Saved data entries
○ ○ ○ ○ ○ ○ ○

//! In-memory entity store.
//!
//! Transactions are serialized: `begin` takes an owned lock on the whole
//! state and works on a copy that replaces the state on `commit`.

use std::collections::BTreeMap;
use std::sync::Arc;

use async_trait::async_trait;
use chrono::Utc;
use tokio::sync::{Mutex, OwnedMutexGuard};

use super::repository::{BracketStore, StoreError, StoreResult, StoreTx};
use crate::bracket::models::{
    BracketSlot, Competitor, FINAL_ROUND, Group, SlotFilter, SlotId, SlotSpec, SlotUpdate,
    THIRD_PLACE_ROUND, Tournament, TournamentId,
};

#[derive(Debug, Clone, Default)]
struct MemoryState {
    tournaments: BTreeMap<TournamentId, Tournament>,
    competitors: BTreeMap<i64, Competitor>,
    slots: BTreeMap<SlotId, BracketSlot>,
    next_id: i64,
}

impl MemoryState {
    fn next_id(&mut self) -> i64 {
        self.next_id += 1;
        self.next_id
    }

    fn tournament_mut(&mut self, id: TournamentId) -> StoreResult<&mut Tournament> {
        self.tournaments.get_mut(&id).ok_or(StoreError::NotFound {
            entity: "tournament",
            id,
        })
    }
}

/// In-memory store for tests and single-process deployments.
#[derive(Clone, Default)]
pub struct MemoryBracketStore {
    state: Arc<Mutex<MemoryState>>,
}

impl MemoryBracketStore {
    /// Create an empty store
    pub fn new() -> Self {
        Self::default()
    }
}

#[async_trait]
impl BracketStore for MemoryBracketStore {
    async fn begin(&self) -> StoreResult<Box<dyn StoreTx>> {
        let guard = self.state.clone().lock_owned().await;
        let work = guard.clone();
        Ok(Box::new(MemoryTx { guard, work }))
    }

    async fn health_check(&self) -> StoreResult<()> {
        Ok(())
    }
}

/// Open in-memory transaction
pub struct MemoryTx {
    guard: OwnedMutexGuard<MemoryState>,
    work: MemoryState,
}

#[async_trait]
impl StoreTx for MemoryTx {
    async fn create_tournament(&mut self, name: &str) -> StoreResult<Tournament> {
        let id = self.work.next_id();
        let tournament = Tournament {
            id,
            name: name.to_string(),
            competitor_count: 0,
            is_bracketed: false,
            is_finalized: false,
            created_at: Utc::now(),
        };
        self.work.tournaments.insert(id, tournament.clone());
        Ok(tournament)
    }

    async fn get_tournament(&mut self, id: TournamentId) -> StoreResult<Option<Tournament>> {
        Ok(self.work.tournaments.get(&id).cloned())
    }

    async fn lock_tournament(&mut self, id: TournamentId) -> StoreResult<Option<Tournament>> {
        // The whole state is already held by this transaction.
        self.get_tournament(id).await
    }

    async fn search_tournaments(&mut self, name: Option<&str>) -> StoreResult<Vec<Tournament>> {
        let needle = name.map(str::to_lowercase);
        Ok(self
            .work
            .tournaments
            .values()
            .filter(|t| {
                needle
                    .as_deref()
                    .is_none_or(|needle| t.name.to_lowercase().contains(needle))
            })
            .cloned()
            .collect())
    }

    async fn set_bracketed(&mut self, id: TournamentId) -> StoreResult<()> {
        self.work.tournament_mut(id)?.is_bracketed = true;
        Ok(())
    }

    async fn set_finalized(&mut self, id: TournamentId) -> StoreResult<()> {
        self.work.tournament_mut(id)?.is_finalized = true;
        Ok(())
    }

    async fn set_competitor_count(&mut self, id: TournamentId, count: i64) -> StoreResult<()> {
        self.work.tournament_mut(id)?.competitor_count = count;
        Ok(())
    }

    async fn create_competitor(
        &mut self,
        name: &str,
        tournament_id: TournamentId,
    ) -> StoreResult<Competitor> {
        if !self.work.tournaments.contains_key(&tournament_id) {
            return Err(StoreError::NotFound {
                entity: "tournament",
                id: tournament_id,
            });
        }

        let id = self.work.next_id();
        let competitor = Competitor {
            id,
            name: name.to_string(),
            tournament_id,
        };
        self.work.competitors.insert(id, competitor.clone());
        Ok(competitor)
    }

    async fn list_competitors(
        &mut self,
        tournament_id: TournamentId,
    ) -> StoreResult<Vec<Competitor>> {
        Ok(self
            .work
            .competitors
            .values()
            .filter(|c| c.tournament_id == tournament_id)
            .cloned()
            .collect())
    }

    async fn count_competitors(&mut self, tournament_id: TournamentId) -> StoreResult<i64> {
        let count = self
            .work
            .competitors
            .values()
            .filter(|c| c.tournament_id == tournament_id)
            .count();
        Ok(count as i64)
    }

    async fn create_slots(&mut self, specs: &[SlotSpec]) -> StoreResult<Vec<BracketSlot>> {
        let mut created = Vec::with_capacity(specs.len());
        for spec in specs {
            if !self.work.tournaments.contains_key(&spec.tournament_id) {
                return Err(StoreError::NotFound {
                    entity: "tournament",
                    id: spec.tournament_id,
                });
            }
            // Mirrors the unique index on the final and third-place slots.
            if spec.group == Group::F
                && matches!(spec.round, FINAL_ROUND | THIRD_PLACE_ROUND)
                && self.work.slots.values().any(|s| {
                    s.tournament_id == spec.tournament_id
                        && s.group == Group::F
                        && s.round == spec.round
                })
            {
                return Err(StoreError::Constraint(format!(
                    "duplicate round {} slot for tournament {}",
                    spec.round, spec.tournament_id
                )));
            }

            let id = self.work.next_id();
            let slot = BracketSlot {
                id,
                tournament_id: spec.tournament_id,
                round: spec.round,
                group: spec.group,
                competitor_a: spec.competitor_a,
                competitor_b: spec.competitor_b,
                score_a: None,
                score_b: None,
                winner: spec.winner,
                is_bye: spec.is_bye,
                bye_resolved: false,
            };
            self.work.slots.insert(id, slot.clone());
            created.push(slot);
        }
        Ok(created)
    }

    async fn get_slot(&mut self, id: SlotId) -> StoreResult<Option<BracketSlot>> {
        Ok(self.work.slots.get(&id).cloned())
    }

    async fn find_slots(
        &mut self,
        tournament_id: TournamentId,
        filter: &SlotFilter,
    ) -> StoreResult<Vec<BracketSlot>> {
        Ok(self
            .work
            .slots
            .values()
            .filter(|s| s.tournament_id == tournament_id && filter.matches(s))
            .cloned()
            .collect())
    }

    async fn update_slot(&mut self, id: SlotId, update: &SlotUpdate) -> StoreResult<BracketSlot> {
        let slot = self
            .work
            .slots
            .get_mut(&id)
            .ok_or(StoreError::NotFound { entity: "slot", id })?;
        update.apply_to(slot);
        Ok(slot.clone())
    }

    async fn commit(self: Box<Self>) -> StoreResult<()> {
        let MemoryTx { mut guard, work } = *self;
        *guard = work;
        Ok(())
    }
}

○ ○ ○ ○ ○ ○ ○

Word for word, copy every entry.

//! In-memory entity store.
//!
//! Transactions are serialized: `begin` takes an owned lock on the whole
//! state and works on a copy that replaces the state on `commit`.

use std::collections::BTreeMap;
use std::sync::Arc;

use async_trait::async_trait;
use chrono::Utc;
use tokio::sync::{Mutex, OwnedMutexGuard};

use super::repository::{BracketStore, StoreError, StoreResult, StoreTx};
use crate::bracket::models::{
    BracketSlot, Competitor, FINAL_ROUND, Group, SlotFilter, SlotId, SlotSpec, SlotUpdate,
    THIRD_PLACE_ROUND, Tournament, TournamentId,
};

#[derive(Debug, Clone, Default)]
struct MemoryState {
    tournaments: BTreeMap<TournamentId, Tournament>,
    competitors: BTreeMap<i64, Competitor>,
    slots: BTreeMap<SlotId, BracketSlot>,
    next_id: i64,
}

impl MemoryState {
    fn next_id(&mut self) -> i64 {
        self.next_id += 1;
        self.next_id
    }

    fn tournament_mut(&mut self, id: TournamentId) -> StoreResult<&mut Tournament> {
        self.tournaments.get_mut(&id).ok_or(StoreError::NotFound {
            entity: "tournament",
            id,
        })
    }
}

/// In-memory store for tests and single-process deployments.
#[derive(Clone, Default)]
pub struct MemoryBracketStore {
    state: Arc<Mutex<MemoryState>>,
}

impl MemoryBracketStore {
    /// Create an empty store
    pub fn new() -> Self {
        Self::default()
    }
}

#[async_trait]
impl BracketStore for MemoryBracketStore {
    async fn begin(&self) -> StoreResult<Box<dyn StoreTx>> {
        let guard = self.state.clone().lock_owned().await;
        let work = guard.clone();
        Ok(Box::new(MemoryTx { guard, work }))
    }

    async fn health_check(&self) -> StoreResult<()> {
        Ok(())
    }
}

/// Open in-memory transaction
pub struct MemoryTx {
    guard: OwnedMutexGuard<MemoryState>,
    work: MemoryState,
}

#[async_trait]
impl StoreTx for MemoryTx {
    async fn create_tournament(&mut self, name: &str) -> StoreResult<Tournament> {
        let id = self.work.next_id();
        let tournament = Tournament {
            id,
            name: name.to_string(),
            competitor_count: 0,
            is_bracketed: false,
            is_finalized: false,
            created_at: Utc::now(),
        };
        self.work.tournaments.insert(id, tournament.clone());
        Ok(tournament)
    }

    async fn get_tournament(&mut self, id: TournamentId) -> StoreResult<Option<Tournament>> {
        Ok(self.work.tournaments.get(&id).cloned())
    }

    async fn lock_tournament(&mut self, id: TournamentId) -> StoreResult<Option<Tournament>> {
        // The whole state is already held by this transaction.
        self.get_tournament(id).await
    }

    async fn search_tournaments(&mut self, name: Option<&str>) -> StoreResult<Vec<Tournament>> {
        let needle = name.map(str::to_lowercase);
        Ok(self
            .work
            .tournaments
            .values()
            .filter(|t| {
                needle
                    .as_deref()
                    .is_none_or(|needle| t.name.to_lowercase().contains(needle))
            })
            .cloned()
            .collect())
    }

    async fn set_bracketed(&mut self, id: TournamentId) -> StoreResult<()> {
        self.work.tournament_mut(id)?.is_bracketed = true;
        Ok(())
    }

    async fn set_finalized(&mut self, id: TournamentId) -> StoreResult<()> {
        self.work.tournament_mut(id)?.is_finalized = true;
        Ok(())
    }

    async fn set_competitor_count(&mut self, id: TournamentId, count: i64) -> StoreResult<()> {
        self.work.tournament_mut(id)?.competitor_count = count;
        Ok(())
    }

    async fn create_competitor(
        &mut self,
        name: &str,
        tournament_id: TournamentId,
    ) -> StoreResult<Competitor> {
        if !self.work.tournaments.contains_key(&tournament_id) {
            return Err(StoreError::NotFound {
                entity: "tournament",
                id: tournament_id,
            });
        }

        let id = self.work.next_id();
        let competitor = Competitor {
            id,
            name: name.to_string(),
            tournament_id,
        };
        self.work.competitors.insert(id, competitor.clone());
        Ok(competitor)
    }

    async fn list_competitors(
        &mut self,
        tournament_id: TournamentId,
    ) -> StoreResult<Vec<Competitor>> {
        Ok(self
            .work
            .competitors
            .values()
            .filter(|c| c.tournament_id == tournament_id)
            .cloned()
            .collect())
    }

    async fn count_competitors(&mut self, tournament_id: TournamentId) -> StoreResult<i64> {
        let count = self
            .work
            .competitors
            .values()
            .filter(|c| c.tournament_id == tournament_id)
            .count();
        Ok(count as i64)
    }

    async fn create_slots(&mut self, specs: &[SlotSpec]) -> StoreResult<Vec<BracketSlot>> {
        let mut created = Vec::with_capacity(specs.len());
        for spec in specs {
            if !self.work.tournaments.contains_key(&spec.tournament_id) {
                return Err(StoreError::NotFound {
                    entity: "tournament",
                    id: spec.tournament_id,
                });
            }
            // Mirrors the unique index on the final and third-place slots.
            if spec.group == Group::F
                && matches!(spec.round, FINAL_ROUND | THIRD_PLACE_ROUND)
                && self.work.slots.values().any(|s| {
                    s.tournament_id == spec.tournament_id
                        && s.group == Group::F
                        && s.round == spec.round
                })
            {
                return Err(StoreError::Constraint(format!(
                    "duplicate round {} slot for tournament {}",
                    spec.round, spec.tournament_id
                )));
            }

            let id = self.work.next_id();
            let slot = BracketSlot {
                id,
                tournament_id: spec.tournament_id,
                round: spec.round,
                group: spec.group,
                competitor_a: spec.competitor_a,
                competitor_b: spec.competitor_b,
                score_a: None,
                score_b: None,
                winner: spec.winner,
                is_bye: spec.is_bye,
                bye_resolved: false,
            };
            self.work.slots.insert(id, slot.clone());
            created.push(slot);
        }
        Ok(created)
    }

    async fn get_slot(&mut self, id: SlotId) -> StoreResult<Option<BracketSlot>> {
        Ok(self.work.slots.get(&id).cloned())
    }

    async fn find_slots(
        &mut self,
        tournament_id: TournamentId,
        filter: &SlotFilter,
    ) -> StoreResult<Vec<BracketSlot>> {
        Ok(self
            .work
            .slots
            .values()
            .filter(|s| s.tournament_id == tournament_id && filter.matches(s))
            .cloned()
            .collect())
    }

    async fn update_slot(&mut self, id: SlotId, update: &SlotUpdate) -> StoreResult<BracketSlot> {
        let slot = self
            .work
            .slots
            .get_mut(&id)
            .ok_or(StoreError::NotFound { entity: "slot", id })?;
        update.apply_to(slot);
        Ok(slot.clone())
    }

    async fn commit(self: Box<Self>) -> StoreResult<()> {
        let MemoryTx { mut guard, work } = *self;
        *guard = work;
        Ok(())
    }
}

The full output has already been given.